[Collected data]
//! Configuration layer: typed settings with layered precedence (file → env → CLI).

mod cli;

pub use cli::*;

use std::{
    net::SocketAddr,
    num::{NonZeroU32, NonZeroUsize},
    str::FromStr,
    time::Duration,
};

use clap::Parser;
use config::{Config, Environment, File};
use serde::Deserialize;
use thiserror::Error;
use tracing::level_filters::LevelFilter;
use url::Url;

const DEFAULT_CONFIG_BASENAME: &str = "config/default";
const LOCAL_CONFIG_BASENAME: &str = "tweetreach";
const DEFAULT_HOST: &str = "127.0.0.1";
const DEFAULT_PORT: u16 = 3000;
const DEFAULT_DB_MAX_CONNECTIONS: u32 = 8;
const DEFAULT_CACHE_TTL_SECS: u64 = 900;
const DEFAULT_CACHE_WAIT_TIMEOUT_MS: u64 = 30_000;
const DEFAULT_CACHE_MEMORY_CAPACITY: usize = 10_000;
pub(crate) const DEFAULT_PROVIDER_BASE_URL: &str = "https://api.twitter.com/1.1/";
const DEFAULT_PROVIDER_TIMEOUT_SECS: u64 = 10;
const DEFAULT_PROVIDER_PAGE_SIZE: u8 = 100;
const MAX_PROVIDER_PAGE_SIZE: u8 = 100;

/// Fully-resolved deployment settings after precedence resolution and validation.
#[derive(Debug, Clone)]
pub struct Settings {
    pub server: ServerSettings,
    pub logging: LoggingSettings,
    pub database: DatabaseSettings,
    pub cache: CacheSettings,
    pub provider: ProviderSettings,
}

#[derive(Debug, Clone)]
pub struct ServerSettings {
    pub addr: SocketAddr,
}

#[derive(Debug, Clone)]
pub struct LoggingSettings {
    pub level: LevelFilter,
    pub format: LogFormat,
}

#[derive(Debug, Clone, Copy)]
pub enum LogFormat {
    Json,
    Compact,
}

#[derive(Debug, Clone)]
pub struct DatabaseSettings {
    /// Without a URL, engagements are kept in a bounded in-memory store.
    pub url: Option<String>,
    pub max_connections: NonZeroU32,
}

#[derive(Debug, Clone)]
pub struct CacheSettings {
    pub ttl: Duration,
    pub wait_timeout: Duration,
    pub memory_capacity: NonZeroUsize,
}

#[derive(Debug, Clone)]
pub struct ProviderSettings {
    pub base_url: Url,
    pub request_timeout: Duration,
    /// Retweets fetched per post. The provider serves a single page of at
    /// most 100 recent shares, so reach for more widely shared posts is a
    /// lower bound.
    pub page_size: u8,
}

#[derive(Debug, Error)]
pub enum LoadError {
    #[error("failed to build configuration: {0}")]
    Build(#[from] config::ConfigError),
    #[error("invalid configuration for `{key}`: {reason}")]
    Invalid { key: &'static str, reason: String },
}

impl LoadError {
    fn invalid(key: &'static str, reason: impl Into<String>) -> Self {
        Self::Invalid {
            key,
            reason: reason.into(),
        }
    }
}

/// Load settings using the configured precedence (file → environment → CLI).
pub fn load(cli: &CliArgs) -> Result<Settings, LoadError> {
    let mut builder = Config::builder()
        .add_source(File::with_name(DEFAULT_CONFIG_BASENAME).required(false))
        .add_source(File::with_name(LOCAL_CONFIG_BASENAME).required(false));

    if let Some(path) = cli.config_file.as_ref() {
        builder = builder.add_source(File::from(path.as_path()).required(true));
    }

    builder = builder.add_source(Environment::with_prefix("TWEETREACH").separator("__"));

    let mut raw: RawSettings = builder.build()?.try_deserialize()?;

    match cli.command.as_ref() {
        Some(Command::Serve(args)) => raw.apply_serve_overrides(&args.overrides),
        Some(Command::Calculate(args)) => {
            raw.apply_database_override(&args.database);
            raw.apply_provider_overrides(&args.provider);
        }
        None => raw.apply_serve_overrides(&ServeOverrides::default()),
    }

    Settings::from_raw(raw)
}

/// Resolve configuration using the supplied CLI arguments, returning both for downstream use.
pub fn load_with_cli() -> Result<(CliArgs, Settings), LoadError> {
    let args = CliArgs::parse();
    let settings = load(&args)?;
    Ok((args, settings))
}

#[derive(Debug, Clone, Deserialize, Default)]
#[serde(default)]
struct RawSettings {
    server: RawServerSettings,
    logging: RawLoggingSettings,
    database: RawDatabaseSettings,
    cache: RawCacheSettings,
    provider: RawProviderSettings,
}

impl RawSettings {
    fn apply_serve_overrides(&mut self, overrides: &ServeOverrides) {
        if let Some(host) = overrides.server_host.as_ref() {
            self.server.host = Some(host.clone());
        }
        if let Some(port) = overrides.server_port {
            self.server.port = Some(port);
        }
        if let Some(level) = overrides.log_level.as_ref() {
            self.logging.level = Some(level.clone());
        }
        if let Some(json) = overrides.log_json {
            self.logging.json = Some(json);
        }
        if let Some(max) = overrides.database_max_connections {
            self.database.max_connections = Some(max);
        }
        if let Some(ttl) = overrides.cache_ttl_seconds {
            self.cache.ttl_seconds = Some(ttl);
        }
        if let Some(wait) = overrides.cache_wait_timeout_ms {
            self.cache.wait_timeout_ms = Some(wait);
        }
        if let Some(capacity) = overrides.cache_memory_capacity {
            self.cache.memory_capacity = Some(capacity);
        }

        self.apply_database_override(&overrides.database);
        self.apply_provider_overrides(&overrides.provider);
    }

    fn apply_database_override(&mut self, overrides: &DatabaseOverride) {
        if let Some(url) = overrides.database_url.as_ref() {
            self.database.url = Some(url.clone());
        }
    }

    fn apply_provider_overrides(&mut self, overrides: &ProviderOverrides) {
        if let Some(url) = overrides.provider_base_url.as_ref() {
            self.provider.base_url = Some(url.clone());
        }
        if let Some(seconds) = overrides.provider_request_timeout_seconds {
            self.provider.request_timeout_seconds = Some(seconds);
        }
    }
}

impl Settings {
    fn from_raw(raw: RawSettings) -> Result<Self, LoadError> {
        let RawSettings {
            server,
            logging,
            database,
            cache,
            provider,
        } = raw;

        Ok(Self {
            server: build_server_settings(server)?,
            logging: build_logging_settings(logging)?,
            database: build_database_settings(database)?,
            cache: build_cache_settings(cache)?,
            provider: build_provider_settings(provider)?,
        })
    }
}

fn build_server_settings(server: RawServerSettings) -> Result<ServerSettings, LoadError> {
    let host = server.host.unwrap_or_else(|| DEFAULT_HOST.to_string());

    let port = server.port.unwrap_or(DEFAULT_PORT);
    if port == 0 {
        return Err(LoadError::invalid(
            "server.port",
            "port must be greater than zero",
        ));
    }

    let addr = parse_socket_addr(&host, port)
        .map_err(|reason| LoadError::invalid("server.addr", reason))?;

    Ok(ServerSettings { addr })
}

fn build_logging_settings(logging: RawLoggingSettings) -> Result<LoggingSettings, LoadError> {
    let level = match logging.level {
        Some(level) => LevelFilter::from_str(level.as_str()).map_err(|err| {
            LoadError::invalid("logging.level", format!("failed to parse: {err}"))
        })?,
        None => LevelFilter::INFO,
    };

    let format = if logging.json.unwrap_or(false) {
        LogFormat::Json
    } else {
        LogFormat::Compact
    };

    Ok(LoggingSettings { level, format })
}

fn build_database_settings(database: RawDatabaseSettings) -> Result<DatabaseSettings, LoadError> {
    let url = database.url.and_then(|value| {
        let trimmed = value.trim();
        (!trimmed.is_empty()).then(|| trimmed.to_string())
    });

    let max_connections = database
        .max_connections
        .unwrap_or(DEFAULT_DB_MAX_CONNECTIONS);
    let max_connections = non_zero_u32(max_connections.into(), "database.max_connections")?;

    Ok(DatabaseSettings {
        url,
        max_connections,
    })
}

fn build_cache_settings(cache: RawCacheSettings) -> Result<CacheSettings, LoadError> {
    let ttl_seconds = cache.ttl_seconds.unwrap_or(DEFAULT_CACHE_TTL_SECS);
    if ttl_seconds == 0 {
        return Err(LoadError::invalid(
            "cache.ttl_seconds",
            "must be greater than zero",
        ));
    }

    let wait_timeout_ms = cache
        .wait_timeout_ms
        .unwrap_or(DEFAULT_CACHE_WAIT_TIMEOUT_MS);
    if wait_timeout_ms == 0 {
        return Err(LoadError::invalid(
            "cache.wait_timeout_ms",
            "must be greater than zero",
        ));
    }

    let memory_capacity = cache
        .memory_capacity
        .unwrap_or(DEFAULT_CACHE_MEMORY_CAPACITY);

    Ok(CacheSettings {
        ttl: Duration::from_secs(ttl_seconds),
        wait_timeout: Duration::from_millis(wait_timeout_ms),
        memory_capacity: NonZeroUsize::new(memory_capacity).unwrap_or(NonZeroUsize::MIN),
    })
}

fn build_provider_settings(provider: RawProviderSettings) -> Result<ProviderSettings, LoadError> {
    let raw_url = provider
        .base_url
        .unwrap_or_else(|| DEFAULT_PROVIDER_BASE_URL.to_string());
    let mut base_url = Url::parse(raw_url.trim()).map_err(|err| {
        LoadError::invalid("provider.base_url", format!("invalid URL `{raw_url}`: {err}"))
    })?;
    // Relative joins drop the last path segment unless the base ends with a slash.
    if !base_url.path().ends_with('/') {
        let path = format!("{}/", base_url.path());
        base_url.set_path(&path);
    }

    let timeout_seconds = provider
        .request_timeout_seconds
        .unwrap_or(DEFAULT_PROVIDER_TIMEOUT_SECS);
    if timeout_seconds == 0 {
        return Err(LoadError::invalid(
            "provider.request_timeout_seconds",
            "must be greater than zero",
        ));
    }

    let page_size = provider.page_size.unwrap_or(DEFAULT_PROVIDER_PAGE_SIZE);
    if page_size == 0 || page_size > MAX_PROVIDER_PAGE_SIZE {
        return Err(LoadError::invalid(
            "provider.page_size",
            format!("must be between 1 and {MAX_PROVIDER_PAGE_SIZE}"),
        ));
    }

    Ok(ProviderSettings {
        base_url,
        request_timeout: Duration::from_secs(timeout_seconds),
        page_size,
    })
}

#[derive(Debug, Clone, Deserialize, Default)]
#[serde(default)]
struct RawServerSettings {
    host: Option<String>,
    port: Option<u16>,
}

#[derive(Debug, Clone, Deserialize, Default)]
#[serde(default)]
struct RawLoggingSettings {
    level: Option<String>,
    json: Option<bool>,
}

#[derive(Debug, Clone, Deserialize, Default)]
#[serde(default)]
struct RawDatabaseSettings {
    url: Option<String>,
    max_connections: Option<u32>,
}

#[derive(Debug, Clone, Deserialize, Default)]
#[serde(default)]
struct RawCacheSettings {
    ttl_seconds: Option<u64>,
    wait_timeout_ms: Option<u64>,
    memory_capacity: Option<usize>,
}

#[derive(Debug, Clone, Deserialize, Default)]
#[serde(default)]
struct RawProviderSettings {
    base_url: Option<String>,
    request_timeout_seconds: Option<u64>,
    page_size: Option<u8>,
}

fn parse_socket_addr(host: &str, port: u16) -> Result<SocketAddr, String> {
    let candidate = format!("{host}:{port}");
    candidate
        .parse()
        .map_err(|err| format!("invalid address `{candidate}`: {err}"))
}

fn non_zero_u32(value: u64, key: &'static str) -> Result<NonZeroU32, LoadError> {
    if value == 0 {
        return Err(LoadError::invalid(key, "must be greater than zero"));
    }
    let value_u32: u32 = value
        .try_into()
        .map_err(|_| LoadError::invalid(key, "value exceeds supported range for u32"))?;
    NonZeroU32::new(value_u32).ok_or_else(|| LoadError::invalid(key, "must be greater than zero"))
}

(REQUIREMENT): Tally each line above that includes "ServeOverrides". Reply with the total only.

(REPLY): 2